Columnist George Monbiot has published an article stating: “Climate breakdown could be rapid and unpredictable. We can no longer tinker around the edges and hope minor changes will avert collapse.” He believes oligarchs have caused the collapse of civilisations and that they: “thwart rational decision-making, because the short-term interests of the elite are radically different to the long-term interests of society… the oligarchic control of wealth, politics, media and public discourse explains the comprehensive institutional failure now pushing us towards disaster.”
In America, President Donald Trump heads a government of climate change deniers. Philosopher Noam Chomsky said of him: “Trump is giving his actual constituency (super wealth, and corporate power) everything that they want. His role is to ensure that media focus is on him and his crazy actions whilst his team dismantle aspects of the government that work for the benefit of the population.”
“The worst policies he’s [already] carried out. The most dangerous are barely discussed. Those are the two existential threats that we face. We have to face the fact that humans are now in a situation which has never arisen In human history. This generation has to decide whether organised human existence is going to continue. And it’s not a joke, it’s global warming, and nuclear war. Those are the major issues. They ought to be big headlines every day and Trump’s actions are making both of them much more dangerous.”
Both the US and UK governments back fracking, the process of extracting gas by forcing open fissures in subterranean rocks via the high pressure injection of liquid. Politicians claim it’s a ‘bridged solution’ providing climate benefits over coal. However this is only true if the greenhouse gas emissions from the fracking site are less than from extracting coal. ’The three most prevalent gasses released are methane, propane and ethane. It is more difficult for scientists to measure methane leaks from fracking because they can be mixed up with those from farming but propane and ethane can be measured instead.
Two scientific peer-reviewed papers released in a February 2018 study should change the rhetoric of those politicians that use the bridged-solution argument. The first, in Nature Geoscience, showed emissions of propane and ethane released during fossil fuel extraction and distribution could be two to three times higher than was previously thought. The second, based on emissions data collected at Pennsylvania well sites, found the state’s oil and gas companies emit at least five-times more methane pollution than previously believed.
In July 2014 Hastings MP Amber Rudd was made junior minister at the Department for Energy and Climate Change and after the election was promoted to Secretary of State. I interviewed Rudd in 2015, quoting research from the Environmental Audit Commission and the Royal Society showing that if all of the oil and gas were to be extracted from the ground the result would be above two per cent in relation to climate warming.
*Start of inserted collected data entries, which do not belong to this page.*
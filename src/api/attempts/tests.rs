use axum::http::{Method, StatusCode};
use serde_json::json;
use tower::ServiceExt;

use crate::test_support;

#[tokio::test]
async fn student_attempt_is_scored_then_manually_graded() {
    let ctx = test_support::setup_test_context();
    let (test, essay, choice) = test_support::add_essay_and_choice_test(ctx.state.repos()).await;
    let owner = test_support::bearer_token("owner", ctx.state.settings());
    let student = test_support::bearer_token("student-1", ctx.state.settings());
    let right = choice.options.iter().find(|option| option.is_correct).expect("right option");

    let response = ctx
        .app
        .clone()
        .oneshot(test_support::json_request(
            Method::POST,
            &format!("/api/v1/tests/{}/attempts", test.id),
            Some(&student),
            None,
        ))
        .await
        .expect("start attempt");

    let status = response.status();
    let attempt = test_support::read_json(response).await;
    assert_eq!(status, StatusCode::CREATED, "response: {attempt}");
    assert_eq!(attempt["status"], "in_progress");
    let attempt_id = attempt["id"].as_str().expect("attempt id").to_string();

    let response = ctx
        .app
        .clone()
        .oneshot(test_support::json_request(
            Method::POST,
            &format!("/api/v1/tests/{}/attempts", test.id),
            Some(&student),
            None,
        ))
        .await
        .expect("restart attempt");
    let resumed = test_support::read_json(response).await;
    assert_eq!(resumed["id"], attempt_id);

    let response = ctx
        .app
        .clone()
        .oneshot(test_support::json_request(
            Method::PUT,
            &format!("/api/v1/attempts/{attempt_id}/answers"),
            Some(&student),
            Some(json!({
                "question_id": choice.id,
                "answer": {"kind": "text", "text": "4"}
            })),
        ))
        .await
        .expect("save mismatched answer");
    assert_eq!(response.status(), StatusCode::BAD_REQUEST);

    for (question_id, answer) in [
        (&choice.id, json!({"kind": "single_option", "option_id": right.id})),
        (&essay.id, json!({"kind": "text", "text": "Because two plus two is four"})),
    ] {
        let response = ctx
            .app
            .clone()
            .oneshot(test_support::json_request(
                Method::PUT,
                &format!("/api/v1/attempts/{attempt_id}/answers"),
                Some(&student),
                Some(json!({"question_id": question_id, "answer": answer})),
            ))
            .await
            .expect("save answer");
        let status = response.status();
        let saved = test_support::read_json(response).await;
        assert_eq!(status, StatusCode::OK, "response: {saved}");
        assert_eq!(saved["question_id"], question_id.as_str());
    }

    let response = ctx
        .app
        .clone()
        .oneshot(test_support::json_request(
            Method::GET,
            &format!("/api/v1/attempts/{attempt_id}/result"),
            Some(&student),
            None,
        ))
        .await
        .expect("early result");
    assert_eq!(response.status(), StatusCode::UNPROCESSABLE_ENTITY);

    let response = ctx
        .app
        .clone()
        .oneshot(test_support::json_request(
            Method::POST,
            &format!("/api/v1/attempts/{attempt_id}/submit"),
            Some(&student),
            None,
        ))
        .await
        .expect("submit");

    let status = response.status();
    let submitted = test_support::read_json(response).await;
    assert_eq!(status, StatusCode::OK, "response: {submitted}");
    assert_eq!(submitted["status"], "submitted");
    assert_eq!(submitted["score"], 50);

    let response = ctx
        .app
        .clone()
        .oneshot(test_support::json_request(
            Method::POST,
            &format!("/api/v1/attempts/{attempt_id}/submit"),
            Some(&student),
            None,
        ))
        .await
        .expect("double submit");
    assert_eq!(response.status(), StatusCode::UNPROCESSABLE_ENTITY);

    let response = ctx
        .app
        .clone()
        .oneshot(test_support::json_request(
            Method::GET,
            &format!("/api/v1/tests/{}/pending-review", test.id),
            Some(&student),
            None,
        ))
        .await
        .expect("student pending review");
    assert_eq!(response.status(), StatusCode::FORBIDDEN);

    let response = ctx
        .app
        .clone()
        .oneshot(test_support::json_request(
            Method::GET,
            &format!("/api/v1/tests/{}/pending-review", test.id),
            Some(&owner),
            None,
        ))
        .await
        .expect("owner pending review");

    let status = response.status();
    let pending = test_support::read_json(response).await;
    assert_eq!(status, StatusCode::OK, "response: {pending}");
    let pending = pending.as_array().expect("pending list");
    assert_eq!(pending.len(), 1);
    assert_eq!(pending[0]["question_id"], essay.id);

    let intruder = test_support::bearer_token("student-2", ctx.state.settings());
    for (token, points, expected) in [
        (&intruder, -1, StatusCode::FORBIDDEN),
        (&owner, -1, StatusCode::UNPROCESSABLE_ENTITY),
        (&owner, 11, StatusCode::UNPROCESSABLE_ENTITY),
    ] {
        let response = ctx
            .app
            .clone()
            .oneshot(test_support::json_request(
                Method::POST,
                &format!("/api/v1/attempts/{attempt_id}/answers/{}/grade", essay.id),
                Some(token.as_str()),
                Some(json!({"points": points})),
            ))
            .await
            .expect("grade out of range");
        assert_eq!(response.status(), expected, "points {points}");
    }

    let response = ctx
        .app
        .clone()
        .oneshot(test_support::json_request(
            Method::POST,
            &format!("/api/v1/attempts/{attempt_id}/answers/{}/grade", essay.id),
            Some(&owner),
            Some(json!({"points": 8, "feedback": "Show more steps"})),
        ))
        .await
        .expect("grade essay");

    let status = response.status();
    let graded = test_support::read_json(response).await;
    assert_eq!(status, StatusCode::OK, "response: {graded}");
    assert_eq!(graded["score"], 90);

    let response = ctx
        .app
        .clone()
        .oneshot(test_support::json_request(
            Method::GET,
            &format!("/api/v1/attempts/{attempt_id}/result"),
            Some(&student),
            None,
        ))
        .await
        .expect("result");

    let status = response.status();
    let result = test_support::read_json(response).await;
    assert_eq!(status, StatusCode::OK, "response: {result}");
    assert_eq!(result["score"], 90);
    assert_eq!(result["earned_points"], 18);
    assert_eq!(result["total_points"], 20);
    assert_eq!(result["question_count"], 2);
    let essay_row = result["questions"]
        .as_array()
        .expect("question results")
        .iter()
        .find(|row| row["question_id"] == essay.id.as_str())
        .expect("essay row");
    assert_eq!(essay_row["feedback"], "Show more steps");
    assert!(essay_row["correct_answer"].is_null());

    let response = ctx
        .app
        .clone()
        .oneshot(test_support::json_request(
            Method::GET,
            &format!("/api/v1/tests/{}/results", test.id),
            Some(&owner),
            None,
        ))
        .await
        .expect("test results");
    let rows = test_support::read_json(response).await;
    assert_eq!(rows.as_array().expect("result rows").len(), 1);
    assert_eq!(rows[0]["user_id"], "student-1");

    let response = ctx
        .app
        .oneshot(test_support::json_request(
            Method::GET,
            "/api/v1/attempts/mine",
            Some(&student),
            None,
        ))
        .await
        .expect("my attempts");

    let status = response.status();
    let mine = test_support::read_json(response).await;
    assert_eq!(status, StatusCode::OK, "response: {mine}");
    assert_eq!(mine.as_array().expect("attempt list").len(), 1);
}

#[tokio::test]
async fn attempts_are_private_to_student_and_owner() {
    let ctx = test_support::setup_test_context();
    let (test, _) = test_support::published_public_test(ctx.state.repos(), "teacher-1", 1).await;
    let owner = test_support::bearer_token("teacher-1", ctx.state.settings());
    let student = test_support::bearer_token("student-1", ctx.state.settings());
    let other = test_support::bearer_token("student-2", ctx.state.settings());

    let response = ctx
        .app
        .clone()
        .oneshot(test_support::json_request(
            Method::POST,
            &format!("/api/v1/tests/{}/attempts", test.id),
            Some(&student),
            None,
        ))
        .await
        .expect("start attempt");
    let attempt = test_support::read_json(response).await;
    let attempt_id = attempt["id"].as_str().expect("attempt id").to_string();

    for (token, expected) in
        [(&student, StatusCode::OK), (&owner, StatusCode::OK), (&other, StatusCode::FORBIDDEN)]
    {
        let response = ctx
            .app
            .clone()
            .oneshot(test_support::json_request(
                Method::GET,
                &format!("/api/v1/attempts/{attempt_id}"),
                Some(token.as_str()),
                None,
            ))
            .await
            .expect("get attempt");
        assert_eq!(response.status(), expected);
    }

    let response = ctx
        .app
        .clone()
        .oneshot(test_support::json_request(
            Method::POST,
            &format!("/api/v1/attempts/{attempt_id}/submit"),
            Some(&other),
            None,
        ))
        .await
        .expect("foreign submit");
    assert_eq!(response.status(), StatusCode::FORBIDDEN);

    let response = ctx
        .app
        .clone()
        .oneshot(test_support::json_request(
            Method::GET,
            &format!("/api/v1/tests/{}/attempts", test.id),
            Some(&owner),
            None,
        ))
        .await
        .expect("owner lists attempts");

    let status = response.status();
    let attempts = test_support::read_json(response).await;
    assert_eq!(status, StatusCode::OK, "response: {attempts}");
    assert_eq!(attempts.as_array().expect("attempt list").len(), 1);

    let response = ctx
        .app
        .oneshot(test_support::json_request(
            Method::GET,
            "/api/v1/attempts/missing",
            Some(&student),
            None,
        ))
        .await
        .expect("missing attempt");
    assert_eq!(response.status(), StatusCode::NOT_FOUND);
}
mod parsing;
mod secret;
mod settings;
mod types;

pub(crate) use types::{Settings, StorageBackend};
She replied, “I don’t feel that extracting gas is going to be a bad thing on our climate change commitments because I believe it is a bridged gas extraction to a low carbon future. We can’t stop all fossil fuels now, however desirable that might be for the climate.”
It’s possible, despite recent scientific evidence to the contrary, that politicians will continue to argue for fracking because the government hopes the UK will become an exporter of related gas extraction technology.
If the survival of the human species is at stake shouldn’t something be happening urgently? Some urgent change to media coverage? How does the BBC source news stories?
Journalists have reported many times that corporate power has corrupted the state. Governments are supposed to keep corporations in check so that their interests are not detrimental to those of the electorate. The current paradigm seems to be to make as much money as soon as you can and don’t think beyond your own lifespan. Perhaps it’s human nature not to give a damn what happens after you’re dead.